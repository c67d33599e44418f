//! Immutable 3x3 board.
//!
//! A [`Board`] is a value: every move produces a new board and leaves the
//! receiver untouched, so the evaluator can hold ancestor positions while
//! it recurses.

use super::error::{BoardError, BoardErrorKind};
use super::types::{Player, Square};
use serde::{Deserialize, Serialize};
use std::str::FromStr;
use tracing::{instrument, trace};

/// Number of squares on the board.
pub const CELL_COUNT: usize = 9;

/// Square indices of every line, scanned in this order by [`Board::find_winner`].
const LINES: [[usize; 3]; 8] = [
    // Rows
    [0, 1, 2],
    [3, 4, 5],
    [6, 7, 8],
    // Columns
    [0, 3, 6],
    [1, 4, 7],
    [2, 5, 8],
    // Diagonals
    [0, 4, 8],
    [2, 4, 6],
];

const ROWS: usize = 0;
const COLUMNS: usize = 3;
const DIAGONALS: usize = 6;

/// Three squares taken from one row, column or diagonal.
#[derive(Debug, Clone, Copy, PartialEq, Eq)]
pub struct Line {
    squares: [Square; 3],
}

impl Line {
    /// Returns the three squares in board order.
    pub fn squares(&self) -> &[Square; 3] {
        &self.squares
    }

    /// Returns the player holding all three squares, if any.
    pub fn owner(&self) -> Option<Player> {
        let [a, b, c] = self.squares;
        if a == b && b == c {
            a.player()
        } else {
            None
        }
    }
}

impl std::fmt::Display for Line {
    fn fmt(&self, f: &mut std::fmt::Formatter<'_>) -> std::fmt::Result {
        for square in self.squares {
            write!(f, "{}", square.symbol())?;
        }
        Ok(())
    }
}

/// 3x3 tic-tac-toe board.
#[derive(Debug, Clone, Copy, PartialEq, Eq, Hash, Serialize, Deserialize)]
#[serde(try_from = "String", into = "String")]
pub struct Board {
    /// Squares in row-major order (0-8).
    squares: [Square; CELL_COUNT],
}

impl Board {
    /// Creates a new empty board.
    pub fn new() -> Self {
        Self {
            squares: [Square::Empty; CELL_COUNT],
        }
    }

    /// Parses the 9-symbol text form, e.g. `"120000000"`.
    ///
    /// # Errors
    ///
    /// Returns `InvalidInput` unless the text is exactly nine symbols from
    /// `0`, `1` and `2`.
    #[track_caller]
    #[instrument]
    pub fn from_text(text: &str) -> Result<Self, BoardError> {
        let count = text.chars().count();
        if count != CELL_COUNT {
            return Err(BoardError::new(BoardErrorKind::InvalidInput(format!(
                "board must have {} cells, got {}",
                CELL_COUNT, count
            ))));
        }

        let mut squares = [Square::Empty; CELL_COUNT];
        for (slot, symbol) in squares.iter_mut().zip(text.chars()) {
            *slot = match Square::from_symbol(symbol) {
                Some(square) => square,
                None => {
                    return Err(BoardError::new(BoardErrorKind::InvalidInput(format!(
                        "invalid cell symbol {:?}",
                        symbol
                    ))));
                }
            };
        }

        Ok(Self { squares })
    }

    /// Returns the 9-symbol text form.
    pub fn to_text(&self) -> String {
        self.squares.iter().map(|square| square.symbol()).collect()
    }

    /// Gets the square at the given index (0-8).
    pub fn get(&self, index: usize) -> Option<Square> {
        self.squares.get(index).copied()
    }

    /// Returns all squares as a slice.
    pub fn squares(&self) -> &[Square; CELL_COUNT] {
        &self.squares
    }

    /// Returns the opponent of `player`.
    pub fn opponent_of(&self, player: Player) -> Player {
        player.opponent()
    }

    /// Returns a new board with `player` placed at `index`.
    ///
    /// # Errors
    ///
    /// Returns `InvalidInput` if `index` is outside 0-8 and `CellOccupied`
    /// if the square is already taken.
    #[track_caller]
    pub fn apply_move(&self, player: Player, index: usize) -> Result<Self, BoardError> {
        match self.get(index) {
            None => Err(BoardError::new(BoardErrorKind::InvalidInput(format!(
                "cell index must be 0-8, got {}",
                index
            )))),
            Some(Square::Occupied(_)) => Err(BoardError::new(BoardErrorKind::CellOccupied(index))),
            Some(Square::Empty) => {
                let mut next = *self;
                next.squares[index] = Square::Occupied(player);
                trace!(index, player = %player, board = %next, "Applied move");
                Ok(next)
            }
        }
    }

    /// Checks if the square at `index` is empty. Out-of-range indices are not.
    pub fn is_empty_at(&self, index: usize) -> bool {
        matches!(self.get(index), Some(Square::Empty))
    }

    /// Checks if no square has been played yet.
    pub fn is_empty(&self) -> bool {
        self.squares.iter().all(|s| *s == Square::Empty)
    }

    /// Checks if the board is full (all squares occupied).
    pub fn is_full(&self) -> bool {
        self.squares.iter().all(|s| *s != Square::Empty)
    }

    /// Indices of empty squares in ascending order.
    pub fn empty_cell_indices(&self) -> Vec<usize> {
        (0..CELL_COUNT).filter(|&i| self.is_empty_at(i)).collect()
    }

    /// Returns row `n` (0-2, top to bottom).
    #[track_caller]
    pub fn row(&self, n: usize) -> Result<Line, BoardError> {
        self.checked_line("row", n, 3, ROWS)
    }

    /// Returns column `n` (0-2, left to right).
    #[track_caller]
    pub fn column(&self, n: usize) -> Result<Line, BoardError> {
        self.checked_line("column", n, 3, COLUMNS)
    }

    /// Returns diagonal `n`: 0 runs top-left to bottom-right, 1 runs
    /// top-right to bottom-left.
    #[track_caller]
    pub fn diagonal(&self, n: usize) -> Result<Line, BoardError> {
        self.checked_line("diagonal", n, 2, DIAGONALS)
    }

    /// All eight lines: rows, then columns, then diagonals.
    pub fn lines(&self) -> impl Iterator<Item = Line> + '_ {
        LINES.iter().map(|indices| self.line(indices))
    }

    /// Checks if there is a winner on the board.
    ///
    /// Returns the owner of the first complete line in [`Board::lines`]
    /// order. A legally reached position has at most one.
    pub fn find_winner(&self) -> Option<Player> {
        self.lines().find_map(|line| line.owner())
    }

    /// Checks if the game ended without a winner.
    pub fn is_draw(&self) -> bool {
        self.is_full() && self.find_winner().is_none()
    }

    /// Formats the board as a human-readable grid.
    ///
    /// Empty squares show their 1-based number.
    pub fn grid(&self) -> String {
        let mut result = String::new();
        for row in 0..3 {
            for col in 0..3 {
                let pos = row * 3 + col;
                let symbol = match self.squares[pos] {
                    Square::Empty => char::from(b'1' + pos as u8),
                    Square::Occupied(player) => player.mark(),
                };
                result.push(symbol);
                if col < 2 {
                    result.push('|');
                }
            }
            if row < 2 {
                result.push_str("\n-+-+-\n");
            }
        }
        result
    }

    fn line(&self, indices: &[usize; 3]) -> Line {
        Line {
            squares: indices.map(|i| self.squares[i]),
        }
    }

    #[track_caller]
    fn checked_line(
        &self,
        kind: &str,
        n: usize,
        count: usize,
        offset: usize,
    ) -> Result<Line, BoardError> {
        if n >= count {
            return Err(BoardError::new(BoardErrorKind::InvalidInput(format!(
                "{} must be 0-{}, got {}",
                kind,
                count - 1,
                n
            ))));
        }
        Ok(self.line(&LINES[offset + n]))
    }
}

impl Default for Board {
    fn default() -> Self {
        Self::new()
    }
}

impl std::fmt::Display for Board {
    fn fmt(&self, f: &mut std::fmt::Formatter<'_>) -> std::fmt::Result {
        for square in self.squares {
            write!(f, "{}", square.symbol())?;
        }
        Ok(())
    }
}

impl FromStr for Board {
    type Err = BoardError;

    #[track_caller]
    fn from_str(s: &str) -> Result<Self, Self::Err> {
        Self::from_text(s)
    }
}

impl TryFrom<String> for Board {
    type Error = BoardError;

    #[track_caller]
    fn try_from(text: String) -> Result<Self, Self::Error> {
        Self::from_text(&text)
    }
}

impl From<Board> for String {
    fn from(board: Board) -> Self {
        board.to_text()
    }
}
//! Shell command token sequence

use std::fmt;

/// An ordered sequence of shell tokens.
///
/// Built once per conversion and never mutated after being returned.
/// [`Command::to_string`] (via [`fmt::Display`]) yields a ready to
/// copy/paste command line; [`Command::into_tokens`] yields an exec-style
/// argv for callers that want to spawn the process themselves.
#[derive(Debug, Clone, Default, PartialEq, Eq)]
pub struct Command {
    tokens: Vec<String>,
}

impl Command {
    /// Create an empty command.
    pub fn new() -> Self {
        Self::default()
    }

    /// Append one token.
    pub(crate) fn push(&mut self, token: impl Into<String>) {
        self.tokens.push(token.into());
    }

    /// The raw token sequence.
    pub fn tokens(&self) -> &[String] {
        &self.tokens
    }

    /// Consume the command, yielding its tokens.
    pub fn into_tokens(self) -> Vec<String> {
        self.tokens
    }
}

impl fmt::Display for Command {
    fn fmt(&self, f: &mut fmt::Formatter<'_>) -> fmt::Result {
        f.write_str(&self.tokens.join(" "))
    }
}

#[cfg(test)]
mod tests {
    use super::*;

    #[test]
    fn test_tokens_join_with_single_spaces() {
        let mut cmd = Command::new();
        cmd.push("curl");
        cmd.push("-X");
        cmd.push("'GET'");
        assert_eq!(cmd.to_string(), "curl -X 'GET'");
        assert_eq!(cmd.tokens(), ["curl", "-X", "'GET'"]);
    }

    #[test]
    fn test_empty_command_renders_empty() {
        assert_eq!(Command::new().to_string(), "");
        assert!(Command::new().into_tokens().is_empty());
    }
}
==============================
Exercise objective: Ending with the line containing "pub struct Line", please print exactly the lines of the material above from its first line onward, and nothing else.

Output below:
repository c67d33599e44418f
//! Immutable 3x3 board.
//!
//! A [`Board`] is a value: every move produces a new board and leaves the
//! receiver untouched, so the evaluator can hold ancestor positions while
//! it recurses.

use super::error::{BoardError, BoardErrorKind};
use super::types::{Player, Square};
use serde::{Deserialize, Serialize};
use std::str::FromStr;
use tracing::{instrument, trace};

/// Number of squares on the board.
pub const CELL_COUNT: usize = 9;

/// Square indices of every line, scanned in this order by [`Board::find_winner`].
const LINES: [[usize; 3]; 8] = [
    // Rows
    [0, 1, 2],
    [3, 4, 5],
    [6, 7, 8],
    // Columns
    [0, 3, 6],
    [1, 4, 7],
    [2, 5, 8],
    // Diagonals
    [0, 4, 8],
    [2, 4, 6],
];

const ROWS: usize = 0;
const COLUMNS: usize = 3;
const DIAGONALS: usize = 6;

/// Three squares taken from one row, column or diagonal.
#[derive(Debug, Clone, Copy, PartialEq, Eq)]
pub struct Line {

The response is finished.